Instructions to follow:
Only a number is wanted here: the count of lines in the data below where the string "Bytes" occurs.
== == ==
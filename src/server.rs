//! Managed servers and the pool that owns them.
//!
//! A [`ManagedServer`] is one bound TCP listener serving its own mount
//! table. The [`ServerPool`] keeps servers in insertion order, keyed by
//! their resolved port, and runs them through a start channel consumed by
//! [`ServerPool::listen`].

use std::net::SocketAddr;
use std::sync::atomic::{AtomicBool, AtomicU16, Ordering};
use std::sync::Arc;
use std::time::Duration;

use anyhow::anyhow;
use http_body_util::Full;
use hyper::body::{Bytes, Incoming};
use hyper::service::service_fn;
use hyper::{Request, Response, StatusCode};
use hyper_util::rt::{TokioExecutor, TokioIo};
use hyper_util::server::conn::auto::Builder as AutoBuilder;
use parking_lot::Mutex;
use tokio::net::TcpListener;
use tokio::sync::{mpsc, watch};
use tracing::{debug, error, info};

use crate::fileserver::{FileRequest, Registry};
use crate::listener::ConnTracker;
use crate::mount::MountTable;

/// How long a close waits for in-flight connections before giving up.
const CLOSE_TIMEOUT: Duration = Duration::from_secs(5);

/// Observer invoked after each request a managed server handles, with the
/// original request path and the response status.
pub type ServeHook = Arc<dyn Fn(&str, StatusCode) + Send + Sync>;

/// One bound TCP listener plus its mount table and connection tracking.
pub struct ManagedServer {
    /// The configured bind address, replaced by the resolved `host:port`
    /// once the listener is bound.
    addr: Mutex<String>,
    port: AtomicU16,
    running: AtomicBool,
    started_tx: watch::Sender<bool>,
    done_tx: watch::Sender<bool>,
    mounts: MountTable,
    tracker: Arc<ConnTracker>,
    serve_hook: Mutex<Option<ServeHook>>,
}

impl ManagedServer {
    pub fn new(addr: &str, registry: Arc<Registry>) -> Arc<Self> {
        let (started_tx, _) = watch::channel(false);
        let (done_tx, _) = watch::channel(false);
        Arc::new(Self {
            addr: Mutex::new(addr.to_string()),
            port: AtomicU16::new(0),
            running: AtomicBool::new(false),
            started_tx,
            done_tx,
            mounts: MountTable::new(registry),
            tracker: ConnTracker::new(),
            serve_hook: Mutex::new(None),
        })
    }

    /// The bind address; `host:port` with the resolved port once started.
    pub fn addr(&self) -> String {
        self.addr.lock().clone()
    }

    /// The resolved port; 0 until the listener is bound.
    pub fn port(&self) -> u16 {
        self.port.load(Ordering::SeqCst)
    }

    pub fn running(&self) -> bool {
        self.running.load(Ordering::SeqCst)
    }

    pub fn mounts(&self) -> &MountTable {
        &self.mounts
    }

    /// Install the per-request observer. The admin layer uses this to log
    /// serves and emit events without the core depending on the bus.
    pub fn set_serve_hook(&self, hook: ServeHook) {
        *self.serve_hook.lock() = Some(hook);
    }

    /// Wait until the server has bound its listener and resolved its port.
    pub async fn wait_started(&self) {
        let mut rx = self.started_tx.subscribe();
        while !*rx.borrow_and_update() {
            if rx.changed().await.is_err() {
                return;
            }
        }
    }

    /// Bind the listener, resolve the port, signal the started barrier and
    /// accept connections until [`close`](Self::close) is called.
    pub async fn listen_and_serve(self: Arc<Self>) -> anyhow::Result<()> {
        let bind_addr = self.addr();
        let listener = TcpListener::bind(&bind_addr).await?;
        let local: SocketAddr = listener.local_addr()?;
        *self.addr.lock() = local.to_string();
        self.port.store(local.port(), Ordering::SeqCst);

        let mut shutdown_rx = self.tracker.subscribe();
        self.running.store(true, Ordering::SeqCst);
        let _ = self.started_tx.send(true);
        debug!(addr = %local, "server accepting connections");

        loop {
            if self.tracker.is_closed() {
                break;
            }
            tokio::select! {
                result = listener.accept() => {
                    match result {
                        Ok((stream, peer)) => {
                            let srv = Arc::clone(&self);
                            let guard = self.tracker.track(&stream);
                            tokio::spawn(async move {
                                let mut guard = guard;
                                let service_srv = Arc::clone(&srv);
                                let service = service_fn(move |req: Request<Incoming>| {
                                    let srv = Arc::clone(&service_srv);
                                    async move { Ok::<_, hyper::Error>(srv.handle(req).await) }
                                });
                                let io = TokioIo::new(stream);
                                let builder = AutoBuilder::new(TokioExecutor::new());
                                let conn = builder.serve_connection(io, service);
                                tokio::select! {
                                    result = conn => {
                                        if let Err(e) = result {
                                            debug!(peer = %peer, error = %e, "connection error");
                                        }
                                    }
                                    // Dropping the serve future closes the stream.
                                    _ = guard.closed() => {}
                                }
                            });
                        }
                        Err(e) => {
                            error!(error = %e, "failed to accept connection");
                        }
                    }
                }
                _ = shutdown_rx.changed() => {
                    if *shutdown_rx.borrow() {
                        break;
                    }
                }
            }
        }

        // Release the port before the done signal becomes observable, so a
        // caller returning from close() can re-bind immediately.
        drop(listener);
        self.running.store(false, Ordering::SeqCst);
        let _ = self.done_tx.send(true);
        Ok(())
    }

    async fn handle(self: Arc<Self>, req: Request<Incoming>) -> Response<Full<Bytes>> {
        let path = req.uri().path().to_string();
        let file_req = FileRequest {
            method: req.method().clone(),
            path: path.clone(),
            headers: req.headers().clone(),
        };
        let resp = self.mounts.serve(file_req).await;
        let hook = self.serve_hook.lock().clone();
        if let Some(hook) = hook {
            hook(&path, resp.status());
        }
        resp
    }

    /// Tear down every accepted connection, stop the accept loop and wait
    /// for it to finish. Closing a server that never started is a no-op.
    pub async fn close(&self) -> anyhow::Result<()> {
        let started = *self.started_tx.borrow();
        tokio::time::timeout(CLOSE_TIMEOUT, async {
            self.tracker.close().await;
            if started {
                let mut done_rx = self.done_tx.subscribe();
                while !*done_rx.borrow_and_update() {
                    if done_rx.changed().await.is_err() {
                        break;
                    }
                }
            }
        })
        .await
        .map_err(|_| anyhow!("server on port {} did not shut down in time", self.port()))
    }
}

/// Ordered collection of managed servers with unique ports.
pub struct ServerPool {
    srvs: Mutex<Vec<Arc<ManagedServer>>>,
    registry: Arc<Registry>,
    start_tx: mpsc::Sender<Arc<ManagedServer>>,
    start_rx: Mutex<Option<mpsc::Receiver<Arc<ManagedServer>>>>,
}

impl ServerPool {
    pub fn new(registry: Arc<Registry>) -> Self {
        let (start_tx, start_rx) = mpsc::channel(1);
        Self {
            srvs: Mutex::new(Vec::new()),
            registry,
            start_tx,
            start_rx: Mutex::new(Some(start_rx)),
        }
    }

    pub fn registry(&self) -> &Arc<Registry> {
        &self.registry
    }

    /// Create a managed server for `addr` and register it, without starting
    /// it. The address is validated by a test bind so a bad address is
    /// reported here rather than from the background runner.
    pub async fn add(&self, addr: &str) -> std::io::Result<Arc<ManagedServer>> {
        check_addr(addr).await?;
        let srv = ManagedServer::new(addr, Arc::clone(&self.registry));
        self.srvs.lock().push(Arc::clone(&srv));
        Ok(srv)
    }

    pub fn get(&self, port: u16) -> Option<Arc<ManagedServer>> {
        self.srvs
            .lock()
            .iter()
            .find(|srv| srv.port() == port)
            .cloned()
    }

    /// Snapshot of the pool in insertion order.
    pub fn servers(&self) -> Vec<Arc<ManagedServer>> {
        self.srvs.lock().clone()
    }

    pub fn count(&self) -> usize {
        self.srvs.lock().len()
    }

    /// Dispatch a registered, not-yet-running server to the runner loop.
    /// Returns `false` if the server is unknown or already running.
    pub async fn start_srv(&self, srv: &Arc<ManagedServer>) -> bool {
        if srv.running() {
            return false;
        }
        let registered = self
            .srvs
            .lock()
            .iter()
            .any(|member| Arc::ptr_eq(member, srv));
        if !registered {
            return false;
        }
        self.start_tx.send(Arc::clone(srv)).await.is_ok()
    }

    /// Close the server bound to `port` and drop it from the pool. Returns
    /// `Ok(false)` if no such server exists; the port is free for re-binding
    /// once this returns `Ok(true)`.
    pub async fn remove(&self, port: u16) -> anyhow::Result<bool> {
        let srv = {
            let srvs = self.srvs.lock();
            match srvs.iter().find(|srv| srv.port() == port) {
                Some(srv) => Arc::clone(srv),
                None => return Ok(false),
            }
        };
        srv.close().await?;
        self.srvs.lock().retain(|member| !Arc::ptr_eq(member, &srv));
        Ok(true)
    }

    /// Consume the start channel, running each dispatched server until its
    /// listener closes. A close initiated by [`remove`](Self::remove) is the
    /// expected termination path, not an error.
    pub async fn listen(&self) {
        let mut start_rx = match self.start_rx.lock().take() {
            Some(rx) => rx,
            None => {
                error!("server pool listen() called twice");
                return;
            }
        };
        while let Some(srv) = start_rx.recv().await {
            tokio::spawn(async move {
                let runner = Arc::clone(&srv);
                if let Err(e) = runner.listen_and_serve().await {
                    error!(addr = %srv.addr(), error = %e, "server terminated");
                } else {
                    info!(addr = %srv.addr(), "server closed");
                }
            });
        }
    }
}

/// Validate an address by binding and immediately releasing it.
async fn check_addr(addr: &str) -> std::io::Result<()> {
    TcpListener::bind(addr).await.map(drop)
}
== == ==
Task result:
2